Nesse sentido, a desoneração significa um retrocesso nas instituições
fiscais ao se tornar menos nítida a separação entre a Seguridade Social
e o Orçamento da União.
Ao desonerar a folha, o governo teve por objetivo reduzir o custo do
trabalho e aumentar a competitividade das empresas e o emprego. Na
realidade, a redução do custo trabalhista resulta da renúncia fiscal. De
fato, uma pesquisa realizada pela CNI mostra que 87% das empresas
contempladas disseram que houve efetiva redução de contribuição.

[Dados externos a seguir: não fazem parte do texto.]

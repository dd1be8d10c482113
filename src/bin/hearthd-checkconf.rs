//! Configuration checker: validate a config file and show the listener
//! plan it would produce, without touching any sockets.
//!
//! Exit code 0 means the daemon would accept this file.

use std::path::PathBuf;
use std::process::ExitCode;

use clap::Parser;

use hearthd::config::{load_config, ConfigError};
use hearthd::net::address::WILDCARD_MARKER;

#[derive(Parser)]
#[command(name = "hearthd-checkconf")]
#[command(about = "Validate a hearthd configuration and show the listener plan", long_about = None)]
struct Cli {
    /// Path to the configuration file.
    #[arg(short, long, default_value = "hearthd.toml")]
    config: PathBuf,

    /// Print the expanded listener plan as JSON.
    #[arg(long)]
    json: bool,
}

fn main() -> ExitCode {
    let cli = Cli::parse();

    // Logs go to stderr so stdout stays parseable.
    tracing_subscriber::fmt()
        .with_env_filter(
            tracing_subscriber::EnvFilter::try_from_default_env()
                .unwrap_or_else(|_| "warn".into()),
        )
        .with_writer(std::io::stderr)
        .init();

    let config = match load_config(&cli.config) {
        Ok(config) => config,
        Err(ConfigError::Validation(errors)) => {
            eprintln!("{}: configuration invalid", cli.config.display());
            for err in errors {
                eprintln!("  - {err}");
            }
            return ExitCode::FAILURE;
        }
        Err(e) => {
            eprintln!("{}: {}", cli.config.display(), e);
            return ExitCode::FAILURE;
        }
    };

    let specs = match config.bind_specs() {
        Ok(specs) => specs,
        Err(e) => {
            eprintln!("{}: {}", cli.config.display(), e);
            return ExitCode::FAILURE;
        }
    };

    if cli.json {
        match serde_json::to_string_pretty(&specs) {
            Ok(plan) => println!("{plan}"),
            Err(e) => {
                eprintln!("failed to encode listener plan: {e}");
                return ExitCode::FAILURE;
            }
        }
    } else {
        println!(
            "configuration OK: {} ({} bind entries, {} listeners)",
            cli.config.display(),
            config.bind.len(),
            specs.len()
        );
        for spec in &specs {
            let address = if spec.address.is_empty() {
                WILDCARD_MARKER
            } else {
                spec.address.as_str()
            };
            println!(
                "  {}:{} {} type={} backlog={}",
                address, spec.port, spec.transport, spec.kind, spec.backlog
            );
        }
    }

    ExitCode::SUCCESS
}
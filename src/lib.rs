//! hearthd: a multi-listener network daemon with hot rehash.
//!
//! The daemon binds a configurable set of listening sockets, keeps them
//! in a registry keyed by their configured (address, port) text, and on
//! every configuration reload adjusts the live set to match: new entries
//! are bound, dropped entries are closed, and overlapping entries are
//! left completely untouched so serving never pauses for a rehash.

pub mod config;
pub mod extensions;
pub mod lifecycle;
pub mod net;
pub mod observability;
pub mod server;

pub use config::schema::DaemonConfig;
pub use extensions::Extensions;
pub use lifecycle::{Daemon, Shutdown};
pub use net::reconcile::{reconcile, BindSpec, ReconcileReport};
pub use net::registry::{ListenerKey, ListenerRegistry};
pub use net::socket::Transport;
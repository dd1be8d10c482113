//! Daemon orchestration: startup, rehash, run loop, shutdown.
//!
//! # Responsibilities
//! - Bind the configured listeners and refuse to start without any
//! - Apply rehashes from SIGHUP and the config file watcher
//! - Keep accept tasks, metrics, and the stored config in step with
//!   every reconciliation pass
//! - Drain connections on shutdown, with a forced path
//!
//! # Design Decisions
//! - Startup is fail-fast: zero bound listeners is fatal
//! - A failed rehash keeps the previous configuration and listeners
//! - The current config lives in an ArcSwap so background tasks read it
//!   without locking

use std::path::Path;
use std::sync::Arc;
use std::time::Duration;

use arc_swap::ArcSwap;
use thiserror::Error;

use crate::config::loader::load_config;
use crate::config::schema::DaemonConfig;
use crate::config::watcher::ConfigWatcher;
use crate::lifecycle::shutdown::Shutdown;
use crate::lifecycle::signals::{ControlEvent, Signals};
use crate::net::connection::ConnectionTracker;
use crate::net::reconcile::{reconcile, ReconcileReport};
use crate::net::registry::ListenerRegistry;
use crate::observability::events::{BindEventSink, TracingSink};
use crate::observability::metrics;
use crate::server::engine::AcceptEngine;

/// How long shutdown waits for live connections before giving up.
const DRAIN_TIMEOUT: Duration = Duration::from_secs(30);

#[derive(Debug, Error)]
pub enum StartupError {
    #[error("no listeners could be bound ({failed} attempts failed)")]
    NoListeners { failed: usize },
    #[error("signal handler registration failed: {0}")]
    Signals(#[from] std::io::Error),
}

/// The daemon: owns the listener registry, accept engine, and current
/// configuration for its whole lifetime.
pub struct Daemon {
    config: ArcSwap<DaemonConfig>,
    registry: ListenerRegistry,
    engine: AcceptEngine,
    tracker: ConnectionTracker,
    shutdown: Shutdown,
    sink: Box<dyn BindEventSink>,
}

impl Daemon {
    pub fn new(config: DaemonConfig) -> Self {
        Self::with_sink(config, Box::new(TracingSink))
    }

    /// Build a daemon reporting listener events to a caller-supplied sink.
    pub fn with_sink(config: DaemonConfig, sink: Box<dyn BindEventSink>) -> Self {
        let tracker = ConnectionTracker::new();
        let engine = AcceptEngine::new(config.limits.max_connections, tracker.clone());
        Self {
            config: ArcSwap::from_pointee(config),
            registry: ListenerRegistry::new(),
            engine,
            tracker,
            shutdown: Shutdown::new(),
            sink,
        }
    }

    /// Bind the configured listeners. Fatal when none bind; a daemon
    /// that cannot accept anything has no reason to keep running.
    ///
    /// Must run inside a Tokio runtime.
    pub fn start(&mut self) -> Result<ReconcileReport, StartupError> {
        let config = self.config.load_full();
        tracing::info!(
            server = %config.server.name,
            network = %config.server.network,
            bind_entries = config.bind.len(),
            "Binding listeners"
        );
        let report = self.reconcile_against(&config).unwrap_or_default();
        if self.registry.is_empty() {
            return Err(StartupError::NoListeners {
                failed: report.failures.len(),
            });
        }
        Ok(report)
    }

    /// Apply a new configuration: reconcile listeners, then publish the
    /// config. Per-entry failures are reported, never fatal. A config
    /// whose bind entries fail to expand is discarded whole; the
    /// previous configuration and listeners stay in effect.
    pub fn rehash(&mut self, config: DaemonConfig) -> ReconcileReport {
        match self.reconcile_against(&config) {
            Some(report) => {
                self.config.store(Arc::new(config));
                report
            }
            None => ReconcileReport::default(),
        }
    }

    /// Reconcile listeners against `config`; None means the bind entries
    /// could not be expanded and the live set was left untouched.
    fn reconcile_against(&mut self, config: &DaemonConfig) -> Option<ReconcileReport> {
        let specs = match config.bind_specs() {
            Ok(specs) => specs,
            Err(e) => {
                // Validated configs expand cleanly; reaching this means the
                // config skipped validation, so leave listeners alone.
                tracing::error!(error = %e, "Bind expansion failed, keeping current listeners");
                return None;
            }
        };

        let report = reconcile(&mut self.registry, &specs, self.sink.as_ref());
        self.engine.sync(&self.registry);
        metrics::record_reconcile(&report, self.registry.len());
        tracing::info!(
            bound = report.bound,
            unchanged = report.unchanged,
            failed = report.failures.len(),
            removed = report.removed.len(),
            live = self.registry.len(),
            "Listener reconciliation finished"
        );
        Some(report)
    }

    /// Serve until a shutdown signal arrives, rehashing on SIGHUP and on
    /// config file changes.
    pub async fn run(mut self, config_path: &Path) -> Result<(), StartupError> {
        let mut signals = Signals::new()?;

        let (watcher, mut updates) = ConfigWatcher::new(config_path);
        let _watcher_guard = match watcher.run() {
            Ok(guard) => Some(guard),
            Err(e) => {
                tracing::warn!(error = %e, "Config watcher unavailable, rehash via SIGHUP only");
                None
            }
        };

        loop {
            tokio::select! {
                event = signals.next_signal() => match event {
                    ControlEvent::Rehash => {
                        tracing::info!("Rehash requested by signal");
                        match load_config(config_path) {
                            Ok(config) => {
                                self.rehash(config);
                            }
                            Err(e) => {
                                tracing::error!(error = %e, "Rehash aborted, keeping current configuration");
                            }
                        }
                    }
                    ControlEvent::Shutdown => break,
                },
                update = updates.recv() => {
                    if let Some(config) = update {
                        tracing::info!("Rehash requested by config file change");
                        self.rehash(config);
                    }
                }
            }
        }

        self.shutdown_gracefully(&mut signals).await;
        Ok(())
    }

    async fn shutdown_gracefully(&mut self, signals: &mut Signals) {
        tracing::info!(
            active_connections = self.tracker.active_count(),
            "Shutting down, draining connections"
        );
        self.engine.stop_all();
        self.shutdown.trigger();

        tokio::select! {
            drained = self.tracker.drain(DRAIN_TIMEOUT) => {
                if drained {
                    tracing::info!("Drain complete");
                } else {
                    tracing::warn!(
                        remaining = self.tracker.active_count(),
                        "Drain deadline passed, closing anyway"
                    );
                }
            }
            _ = wait_for_forced_shutdown(signals) => {
                tracing::warn!("Second shutdown signal, skipping drain");
            }
        }

        let closed = self.registry.clear();
        tracing::info!(listeners_closed = closed, "Shutdown complete");
    }

    /// Subscribe auxiliary tasks to the daemon's shutdown broadcast.
    pub fn shutdown_handle(&self) -> &Shutdown {
        &self.shutdown
    }

    /// Listener keys currently bound, in key order.
    pub fn listeners(&self) -> Vec<crate::net::registry::ListenerKey> {
        self.registry.snapshot()
    }

    pub fn active_connections(&self) -> usize {
        self.tracker.active_count()
    }

    /// The configuration currently in effect.
    pub fn current_config(&self) -> Arc<DaemonConfig> {
        self.config.load_full()
    }
}

async fn wait_for_forced_shutdown(signals: &mut Signals) {
    loop {
        if signals.next_signal().await == ControlEvent::Shutdown {
            return;
        }
    }
}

Para reduzir o custo do trabalho bastava reduzir a alíquota de
contribuição sobre a folha. A mudança da base de incidência era
inteiramente dispensável. Porém, a mudança da base tem efeitos
colaterais que são mudar os incentivos das empresas na escolha de
tecnologias e setores. Não sei se os formuladores do governo chegaram a
refletir sobre eles.
Quando se muda da folha para o faturamento a base de incidência, não
só a renda do trabalho, mas os demais serviços empregados pela empresa
passam a arcar com o financiamento da seguridade social. A "desoneração"

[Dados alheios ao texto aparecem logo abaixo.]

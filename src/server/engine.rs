//! Accept engine: one accept task per live stream listener.
//!
//! # Responsibilities
//! - Keep accept tasks in step with the listener registry after every
//!   reconciliation pass
//! - Enforce the global connection limit via semaphore permits
//! - Stop accepting on listeners the config dropped, promptly
//!
//! # Design Decisions
//! - Tasks run on duplicated descriptors; the registry record keeps sole
//!   ownership of the original, so closing semantics stay in one place
//! - A stopped worker ends its own task through a watch channel; the
//!   engine never blocks on task teardown
//! - Datagram listeners are bound but not served here; they carry no
//!   accept semantics

use std::collections::HashMap;
use std::sync::Arc;

use tokio::sync::{watch, Semaphore};

use crate::net::connection::ConnectionTracker;
use crate::net::registry::{ListenerKey, ListenerRegistry};
use crate::net::socket::Transport;
use crate::server::session;

/// Accept-task supervisor, synchronized against the listener registry.
pub struct AcceptEngine {
    tracker: ConnectionTracker,
    connection_limit: Arc<Semaphore>,
    workers: HashMap<ListenerKey, ListenerWorker>,
    /// Daemon-wide stop for sessions. Removing one listener stops only
    /// its accept task; connections it already produced live on.
    session_stop_tx: watch::Sender<bool>,
}

struct ListenerWorker {
    stop_tx: watch::Sender<bool>,
}

impl AcceptEngine {
    /// Create an engine enforcing `max_connections` across all listeners.
    pub fn new(max_connections: usize, tracker: ConnectionTracker) -> Self {
        let (session_stop_tx, _) = watch::channel(false);
        Self {
            tracker,
            connection_limit: Arc::new(Semaphore::new(max_connections)),
            workers: HashMap::new(),
            session_stop_tx,
        }
    }

    /// Bring accept tasks in line with the registry: spawn tasks for new
    /// stream listeners, stop tasks for listeners no longer present.
    ///
    /// Must run inside a Tokio runtime.
    pub fn sync(&mut self, registry: &ListenerRegistry) {
        let live: Vec<ListenerKey> = registry
            .snapshot()
            .into_iter()
            .filter(|key| {
                registry
                    .get(key)
                    .map(|record| record.transport() == Transport::Stream)
                    .unwrap_or(false)
            })
            .collect();

        let stale: Vec<ListenerKey> = self
            .workers
            .keys()
            .filter(|key| !live.contains(key))
            .cloned()
            .collect();
        for key in stale {
            if let Some(worker) = self.workers.remove(&key) {
                let _ = worker.stop_tx.send(true);
                tracing::debug!(listener = %key, "Accept task stopped");
            }
        }

        for key in live {
            if self.workers.contains_key(&key) {
                continue;
            }
            let Some(record) = registry.get(&key) else {
                continue;
            };

            let listener = match record.clone_stream_listener() {
                Ok(std_listener) => match tokio::net::TcpListener::from_std(std_listener) {
                    Ok(listener) => listener,
                    Err(e) => {
                        tracing::error!(listener = %key, error = %e, "Failed to register listener with the runtime");
                        continue;
                    }
                },
                Err(e) => {
                    tracing::error!(listener = %key, error = %e, "Failed to duplicate listener descriptor");
                    continue;
                }
            };

            let (stop_tx, stop_rx) = watch::channel(false);
            let tracker = self.tracker.clone();
            let limit = Arc::clone(&self.connection_limit);
            let session_stop = self.session_stop_tx.subscribe();
            let task_key = key.clone();
            tokio::spawn(async move {
                accept_loop(task_key, listener, stop_rx, session_stop, tracker, limit).await;
            });

            self.workers.insert(key.clone(), ListenerWorker { stop_tx });
            tracing::debug!(listener = %key, "Accept task started");
        }
    }

    /// Stop every accept task and tell live sessions to finish up.
    pub fn stop_all(&mut self) {
        for (key, worker) in self.workers.drain() {
            let _ = worker.stop_tx.send(true);
            tracing::debug!(listener = %key, "Accept task stopped");
        }
        let _ = self.session_stop_tx.send(true);
    }

    pub fn worker_count(&self) -> usize {
        self.workers.len()
    }

    /// Connection slots still available under the global limit.
    pub fn available_permits(&self) -> usize {
        self.connection_limit.available_permits()
    }
}

async fn accept_loop(
    key: ListenerKey,
    listener: tokio::net::TcpListener,
    mut stop_rx: watch::Receiver<bool>,
    session_stop: watch::Receiver<bool>,
    tracker: ConnectionTracker,
    limit: Arc<Semaphore>,
) {
    loop {
        // Acquire a slot before accepting so the limit backpressures the
        // kernel queue instead of our memory.
        let permit = tokio::select! {
            _ = stop_rx.changed() => break,
            permit = Arc::clone(&limit).acquire_owned() => match permit {
                Ok(permit) => permit,
                Err(_) => break,
            },
        };

        let (stream, peer) = tokio::select! {
            _ = stop_rx.changed() => break,
            accepted = listener.accept() => match accepted {
                Ok(pair) => pair,
                Err(e) => {
                    tracing::warn!(listener = %key, error = %e, "Accept failed");
                    continue;
                }
            },
        };

        let guard = tracker.track(peer);
        tracing::debug!(
            listener = %key,
            peer = %peer,
            connection_id = %guard.id(),
            available_permits = limit.available_permits(),
            "Connection accepted"
        );
        tokio::spawn(session::run(stream, peer, guard, permit, session_stop.clone()));
    }
    tracing::debug!(listener = %key, "Accept loop exited");
}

equivale a tornar a contratação de trabalhadores relativamente mais
barata que outros serviços, como aqueles de um equipamento.
Evidentemente, ao alterar os preços relativos entre trabalho e capital, a
medida produz um incentivo para as empresas reduzirem a razão entre
equipamentos e trabalhadores, o que reduz a produtividade do trabalho.

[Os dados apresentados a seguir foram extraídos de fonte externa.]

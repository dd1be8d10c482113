//! Address-family abstraction and numeric endpoint parsing.
//!
//! # Responsibilities
//! - Parse config-facing address text (numeric literals or wildcard) into
//!   socket addresses without DNS
//! - Format bound addresses back into (text, port) pairs
//! - Report the OS-level sockaddr length for bind(2)
//!
//! # Design Decisions
//! - `std::net::SocketAddr` is the family-tagged representation; the family
//!   tag and payload can never disagree
//! - Wildcard family preference is a single policy constant, not a per-call
//!   guess; hosts without IPv6 are handled by the socket factory's fallback

use std::net::{IpAddr, Ipv4Addr, Ipv6Addr, SocketAddr};
use thiserror::Error;

/// IP address family of a bind endpoint.
#[derive(Debug, Clone, Copy, PartialEq, Eq, Hash)]
pub enum AddressFamily {
    V4,
    V6,
}

impl AddressFamily {
    /// The other family, used by the wildcard fallback path.
    pub fn alternate(self) -> Self {
        match self {
            AddressFamily::V4 => AddressFamily::V6,
            AddressFamily::V6 => AddressFamily::V4,
        }
    }
}

impl std::fmt::Display for AddressFamily {
    fn fmt(&self, f: &mut std::fmt::Formatter<'_>) -> std::fmt::Result {
        match self {
            AddressFamily::V4 => write!(f, "ipv4"),
            AddressFamily::V6 => write!(f, "ipv6"),
        }
    }
}

/// Family used for wildcard binds when the config names no address.
///
/// IPv6 any is dual-stack on common platforms and therefore preferred;
/// hosts without IPv6 support fall back to IPv4 at socket-creation time
/// (see [`crate::net::socket`]).
pub const PREFERRED_WILDCARD_FAMILY: AddressFamily = AddressFamily::V6;

/// Config marker accepted as an alias for the empty (wildcard) address.
pub const WILDCARD_MARKER: &str = "*";

/// Error for address text that is neither wildcard nor a numeric literal.
#[derive(Debug, Error, PartialEq, Eq)]
pub enum AddressError {
    #[error("invalid address {0:?}: not an IPv4 or IPv6 numeric literal")]
    InvalidAddress(String),
}

/// True for the empty string or the `*` marker.
pub fn is_wildcard(text: &str) -> bool {
    text.is_empty() || text == WILDCARD_MARKER
}

/// Normalize address text for registry keys: `*` collapses to the empty
/// string so both spellings of a wildcard bind compare equal.
pub fn normalize(text: &str) -> &str {
    if text == WILDCARD_MARKER {
        ""
    } else {
        text
    }
}

/// The all-interfaces address for a family.
pub fn wildcard(family: AddressFamily, port: u16) -> SocketAddr {
    match family {
        AddressFamily::V4 => SocketAddr::new(IpAddr::V4(Ipv4Addr::UNSPECIFIED), port),
        AddressFamily::V6 => SocketAddr::new(IpAddr::V6(Ipv6Addr::UNSPECIFIED), port),
    }
}

/// Parse address text and a port into a socket address.
///
/// Empty text or `*` yields the all-interfaces address of
/// [`PREFERRED_WILDCARD_FAMILY`]. Text containing a colon is parsed as an
/// IPv6 literal, anything else as an IPv4 literal. Hostnames are not
/// resolved here; callers must hand in numeric text.
pub fn parse(text: &str, port: u16) -> Result<SocketAddr, AddressError> {
    let text = normalize(text);
    if text.is_empty() {
        return Ok(wildcard(PREFERRED_WILDCARD_FAMILY, port));
    }

    if text.contains(':') {
        text.parse::<Ipv6Addr>()
            .map(|ip| SocketAddr::new(IpAddr::V6(ip), port))
            .map_err(|_| AddressError::InvalidAddress(text.to_string()))
    } else {
        text.parse::<Ipv4Addr>()
            .map(|ip| SocketAddr::new(IpAddr::V4(ip), port))
            .map_err(|_| AddressError::InvalidAddress(text.to_string()))
    }
}

/// Inverse of [`parse`]: the textual address and port of a socket address.
///
/// Always succeeds; the sum-type representation has no unrecognized-family
/// branch to defend against.
pub fn format(addr: &SocketAddr) -> (String, u16) {
    (addr.ip().to_string(), addr.port())
}

/// Family tag of a socket address.
pub fn family(addr: &SocketAddr) -> AddressFamily {
    if addr.is_ipv4() {
        AddressFamily::V4
    } else {
        AddressFamily::V6
    }
}

/// Byte length of the OS sockaddr structure for this address, as consumed
/// by bind(2).
pub fn sockaddr_len(addr: &SocketAddr) -> usize {
    socket2::SockAddr::from(*addr).len() as usize
}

Nesse sentido, a alteração na base tem o efeito inverso do que se
recomendaria em um país cuja taxa de desemprego está baixa e as
restrições ao crescimento da renda são a falta de investimentos e baixa
produtividade do trabalho. Além disso, o efeito da medida sobre a
competitividade pode ser negativo se a produtividade cair mais que a
folha.
Para ilustrar o argumento, imaginemos dois cursos de informática, com
o mesmo faturamento e o mesmo lucro, em que um emprega apenas
professores para ensinar e o outro emprega menos professores e usa
intensivamente softwares de demonstração. Vem a mudança na base de
incidência, e o primeiro curso passa a ser mais lucrativo que o segundo.
Suponhamos que a tecnologia usada pelo segundo curso é melhor para os
alunos e que, com o tempo ela aumentaria sua parcela de mercado. Com a
mudança da incidência de imposto, essa tendência vai ser mais lenta, ou
até abortada, para prejuízo dos estudantes.
A lei não se aplica a todos os setores. Suponhamos, a título de
exemplo, que a lei altere a incidência da contribuição para o setor de
transportes rodoviários, mas não para serviços hospitalares. Devido à
renúncia, os incentivos para investir em transportes passam a ser
maiores que em hospitais. Mas o que acontece se, dadas as carências da
população, o melhor é que haja mais investimentos em saúde do que em
transportes?
A conclusão é que a desoneração distorce os incentivos das empresas
em relação às tecnologias e aos setores onde investir, diminuindo a
importância de outras políticas públicas, das vantagens competitivas
acumuladas pelas empresas ao longo dos anos e das preferências
individuais e sociais.
O governo anunciou que mais setores serão incluídos no programa.
Sabe-se lá aonde chegará a renúncia fiscal quando todos os setores forem
contemplados. À medida que mais setores sejam incluídos, teremos mais
uma fonte de déficits fiscais já que as renúncias são agora permanentes.
É evidente que, por ser discricionário na escolha dos setores, o
programa incita as empresas a brigar junto ao governo para serem
contempladas. Com isso, os políticos contam com mais um canal para criar
dificuldades para vender facilidades.
É impossível ver alguma vantagem no programa de desoneração da folha.
Ao contrário, há vários aspectos negativos como o incentivo ao emprego
quando o mercado de trabalho está apertado, o desincentivo ao
investimento e ao aumento da produtividade, quando esses são os dois
limitadores do crescimento econômico. Fora efeitos totalmente relevados
pelas autoridades, e que estão na base do desenvolvimento das economias,
quais seja a escolha das empresas entre tecnologias e setores onde
investir.
Enfim, o programa não foi bem desenhado e deve produzir enormes perdas para o desenvolvimento do país.